§ **Extracted records**
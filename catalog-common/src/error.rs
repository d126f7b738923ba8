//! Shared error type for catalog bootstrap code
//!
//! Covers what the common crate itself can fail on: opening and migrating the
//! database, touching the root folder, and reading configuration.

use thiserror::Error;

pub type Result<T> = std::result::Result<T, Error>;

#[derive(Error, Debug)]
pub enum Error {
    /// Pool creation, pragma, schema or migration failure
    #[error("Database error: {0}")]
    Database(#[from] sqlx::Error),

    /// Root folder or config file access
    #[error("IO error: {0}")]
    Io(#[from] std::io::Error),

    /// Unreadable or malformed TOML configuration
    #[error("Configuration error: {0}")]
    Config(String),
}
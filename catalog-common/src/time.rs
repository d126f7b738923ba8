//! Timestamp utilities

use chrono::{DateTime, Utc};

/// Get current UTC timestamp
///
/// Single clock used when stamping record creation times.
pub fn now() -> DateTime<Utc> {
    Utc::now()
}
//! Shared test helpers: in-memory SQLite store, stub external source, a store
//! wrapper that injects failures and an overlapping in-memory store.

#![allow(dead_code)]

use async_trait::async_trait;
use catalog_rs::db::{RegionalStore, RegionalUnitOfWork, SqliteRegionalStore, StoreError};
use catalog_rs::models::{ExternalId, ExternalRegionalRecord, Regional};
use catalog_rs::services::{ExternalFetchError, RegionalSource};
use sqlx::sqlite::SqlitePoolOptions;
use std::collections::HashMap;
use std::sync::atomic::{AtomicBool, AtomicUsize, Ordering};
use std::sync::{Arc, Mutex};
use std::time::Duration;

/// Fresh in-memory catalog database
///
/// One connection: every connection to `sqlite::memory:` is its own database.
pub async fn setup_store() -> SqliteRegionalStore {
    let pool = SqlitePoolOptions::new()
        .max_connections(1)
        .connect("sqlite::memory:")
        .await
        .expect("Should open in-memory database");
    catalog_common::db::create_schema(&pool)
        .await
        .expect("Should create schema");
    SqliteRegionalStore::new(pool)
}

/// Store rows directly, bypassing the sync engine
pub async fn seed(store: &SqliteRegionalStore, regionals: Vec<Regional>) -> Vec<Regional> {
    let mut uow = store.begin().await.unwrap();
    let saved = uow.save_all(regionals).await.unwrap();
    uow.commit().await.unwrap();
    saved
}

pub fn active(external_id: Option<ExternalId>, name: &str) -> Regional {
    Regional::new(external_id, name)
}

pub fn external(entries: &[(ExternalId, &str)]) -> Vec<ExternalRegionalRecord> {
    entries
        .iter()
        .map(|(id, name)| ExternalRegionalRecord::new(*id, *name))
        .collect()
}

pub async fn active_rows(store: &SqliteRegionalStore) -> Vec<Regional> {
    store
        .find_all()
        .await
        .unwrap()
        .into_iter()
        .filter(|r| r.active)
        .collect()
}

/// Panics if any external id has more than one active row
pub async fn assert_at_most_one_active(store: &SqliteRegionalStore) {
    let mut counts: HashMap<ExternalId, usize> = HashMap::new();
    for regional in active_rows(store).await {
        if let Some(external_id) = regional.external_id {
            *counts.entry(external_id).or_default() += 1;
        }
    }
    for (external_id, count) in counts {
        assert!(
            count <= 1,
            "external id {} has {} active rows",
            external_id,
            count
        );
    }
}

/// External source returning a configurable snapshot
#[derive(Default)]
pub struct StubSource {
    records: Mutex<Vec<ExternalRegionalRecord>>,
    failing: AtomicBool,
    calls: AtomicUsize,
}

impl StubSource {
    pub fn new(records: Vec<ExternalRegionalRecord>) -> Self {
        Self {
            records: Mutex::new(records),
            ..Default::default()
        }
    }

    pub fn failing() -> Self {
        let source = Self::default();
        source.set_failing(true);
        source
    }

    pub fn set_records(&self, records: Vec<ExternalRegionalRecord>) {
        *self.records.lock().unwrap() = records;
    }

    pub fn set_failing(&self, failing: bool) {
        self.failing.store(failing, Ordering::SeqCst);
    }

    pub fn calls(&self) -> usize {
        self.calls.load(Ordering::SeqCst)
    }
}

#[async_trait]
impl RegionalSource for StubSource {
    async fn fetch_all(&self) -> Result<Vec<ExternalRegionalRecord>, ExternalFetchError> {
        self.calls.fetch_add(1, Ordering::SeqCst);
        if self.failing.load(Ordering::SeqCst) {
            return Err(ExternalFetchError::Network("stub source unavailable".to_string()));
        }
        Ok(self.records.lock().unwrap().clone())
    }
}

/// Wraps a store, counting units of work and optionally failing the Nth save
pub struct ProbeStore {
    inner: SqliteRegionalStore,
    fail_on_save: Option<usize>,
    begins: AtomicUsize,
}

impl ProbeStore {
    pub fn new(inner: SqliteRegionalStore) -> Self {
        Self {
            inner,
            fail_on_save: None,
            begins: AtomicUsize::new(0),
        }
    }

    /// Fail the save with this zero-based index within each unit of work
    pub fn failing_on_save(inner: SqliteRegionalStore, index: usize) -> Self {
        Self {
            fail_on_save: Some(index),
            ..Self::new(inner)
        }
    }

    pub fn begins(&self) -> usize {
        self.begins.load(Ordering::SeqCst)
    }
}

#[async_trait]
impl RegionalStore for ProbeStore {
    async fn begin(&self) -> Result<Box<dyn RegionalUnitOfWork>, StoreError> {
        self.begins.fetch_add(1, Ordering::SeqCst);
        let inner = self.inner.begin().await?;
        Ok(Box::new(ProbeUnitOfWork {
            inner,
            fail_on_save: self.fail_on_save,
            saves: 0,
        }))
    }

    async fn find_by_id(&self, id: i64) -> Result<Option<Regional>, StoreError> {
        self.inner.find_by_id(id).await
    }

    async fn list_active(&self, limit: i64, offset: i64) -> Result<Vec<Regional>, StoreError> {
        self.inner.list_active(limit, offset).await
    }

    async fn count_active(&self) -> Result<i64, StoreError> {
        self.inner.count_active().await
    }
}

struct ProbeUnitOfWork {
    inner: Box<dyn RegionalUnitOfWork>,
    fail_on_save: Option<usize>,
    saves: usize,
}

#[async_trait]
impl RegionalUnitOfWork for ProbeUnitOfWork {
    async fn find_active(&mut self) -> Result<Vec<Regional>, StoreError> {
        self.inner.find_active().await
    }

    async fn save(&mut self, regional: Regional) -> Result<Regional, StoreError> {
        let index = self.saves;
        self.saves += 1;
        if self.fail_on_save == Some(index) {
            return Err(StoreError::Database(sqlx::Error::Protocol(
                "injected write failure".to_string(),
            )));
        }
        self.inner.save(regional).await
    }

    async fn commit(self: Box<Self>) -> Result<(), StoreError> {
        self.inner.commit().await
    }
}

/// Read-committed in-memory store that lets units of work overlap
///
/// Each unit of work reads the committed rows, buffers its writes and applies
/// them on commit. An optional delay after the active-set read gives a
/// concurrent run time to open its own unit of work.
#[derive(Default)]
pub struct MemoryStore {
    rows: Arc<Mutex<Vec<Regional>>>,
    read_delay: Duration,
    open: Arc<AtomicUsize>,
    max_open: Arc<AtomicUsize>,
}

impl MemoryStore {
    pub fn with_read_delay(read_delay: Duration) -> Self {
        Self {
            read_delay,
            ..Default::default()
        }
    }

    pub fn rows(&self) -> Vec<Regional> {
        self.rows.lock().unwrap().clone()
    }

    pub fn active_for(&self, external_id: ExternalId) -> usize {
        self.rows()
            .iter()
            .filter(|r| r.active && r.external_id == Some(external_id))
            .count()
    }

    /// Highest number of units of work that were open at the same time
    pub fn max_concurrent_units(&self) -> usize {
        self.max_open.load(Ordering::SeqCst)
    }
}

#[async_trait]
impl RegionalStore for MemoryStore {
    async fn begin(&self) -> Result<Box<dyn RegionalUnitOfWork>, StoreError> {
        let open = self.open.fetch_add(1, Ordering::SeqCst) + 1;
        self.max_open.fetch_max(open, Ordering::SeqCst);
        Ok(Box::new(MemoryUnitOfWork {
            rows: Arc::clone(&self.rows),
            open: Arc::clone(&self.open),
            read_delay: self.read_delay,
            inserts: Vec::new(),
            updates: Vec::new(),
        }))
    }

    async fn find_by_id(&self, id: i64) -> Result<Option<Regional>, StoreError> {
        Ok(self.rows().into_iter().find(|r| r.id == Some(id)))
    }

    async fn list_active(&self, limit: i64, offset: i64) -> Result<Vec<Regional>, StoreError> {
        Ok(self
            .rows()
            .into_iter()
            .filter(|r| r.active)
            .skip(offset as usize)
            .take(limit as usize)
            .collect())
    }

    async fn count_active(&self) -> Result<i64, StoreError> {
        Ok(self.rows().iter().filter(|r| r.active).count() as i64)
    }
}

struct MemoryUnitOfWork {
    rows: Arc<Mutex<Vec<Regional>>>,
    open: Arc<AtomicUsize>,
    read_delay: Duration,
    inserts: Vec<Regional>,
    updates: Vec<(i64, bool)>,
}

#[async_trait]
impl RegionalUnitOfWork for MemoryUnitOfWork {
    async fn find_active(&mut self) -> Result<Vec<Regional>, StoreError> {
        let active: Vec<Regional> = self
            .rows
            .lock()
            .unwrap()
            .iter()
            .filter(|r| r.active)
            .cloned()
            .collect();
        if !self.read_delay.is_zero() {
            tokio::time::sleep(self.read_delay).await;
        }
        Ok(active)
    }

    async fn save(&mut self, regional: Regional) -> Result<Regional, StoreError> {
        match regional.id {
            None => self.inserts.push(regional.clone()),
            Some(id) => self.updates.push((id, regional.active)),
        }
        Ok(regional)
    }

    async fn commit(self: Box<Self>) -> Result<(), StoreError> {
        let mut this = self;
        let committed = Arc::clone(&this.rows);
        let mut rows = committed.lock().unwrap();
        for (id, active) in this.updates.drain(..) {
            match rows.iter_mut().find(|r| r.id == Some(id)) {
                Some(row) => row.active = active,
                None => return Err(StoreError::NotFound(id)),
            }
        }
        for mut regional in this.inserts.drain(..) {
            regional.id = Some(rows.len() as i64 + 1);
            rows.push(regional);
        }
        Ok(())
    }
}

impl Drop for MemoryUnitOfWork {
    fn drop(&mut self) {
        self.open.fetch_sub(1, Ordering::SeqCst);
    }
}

§ **Requirement**
Copy exactly the lines running from the one that holds "let mut rows" to the last line of the listing above. Include both of those lines.

§ **Exercise solution**
        let mut rows = committed.lock().unwrap();
        for (id, active) in this.updates.drain(..) {
            match rows.iter_mut().find(|r| r.id == Some(id)) {
                Some(row) => row.active = active,
                None => return Err(StoreError::NotFound(id)),
            }
        }
        for mut regional in this.inserts.drain(..) {
            regional.id = Some(rows.len() as i64 + 1);
            rows.push(regional);
        }
        Ok(())
    }
}

impl Drop for MemoryUnitOfWork {
    fn drop(&mut self) {
        self.open.fetch_sub(1, Ordering::SeqCst);
    }
}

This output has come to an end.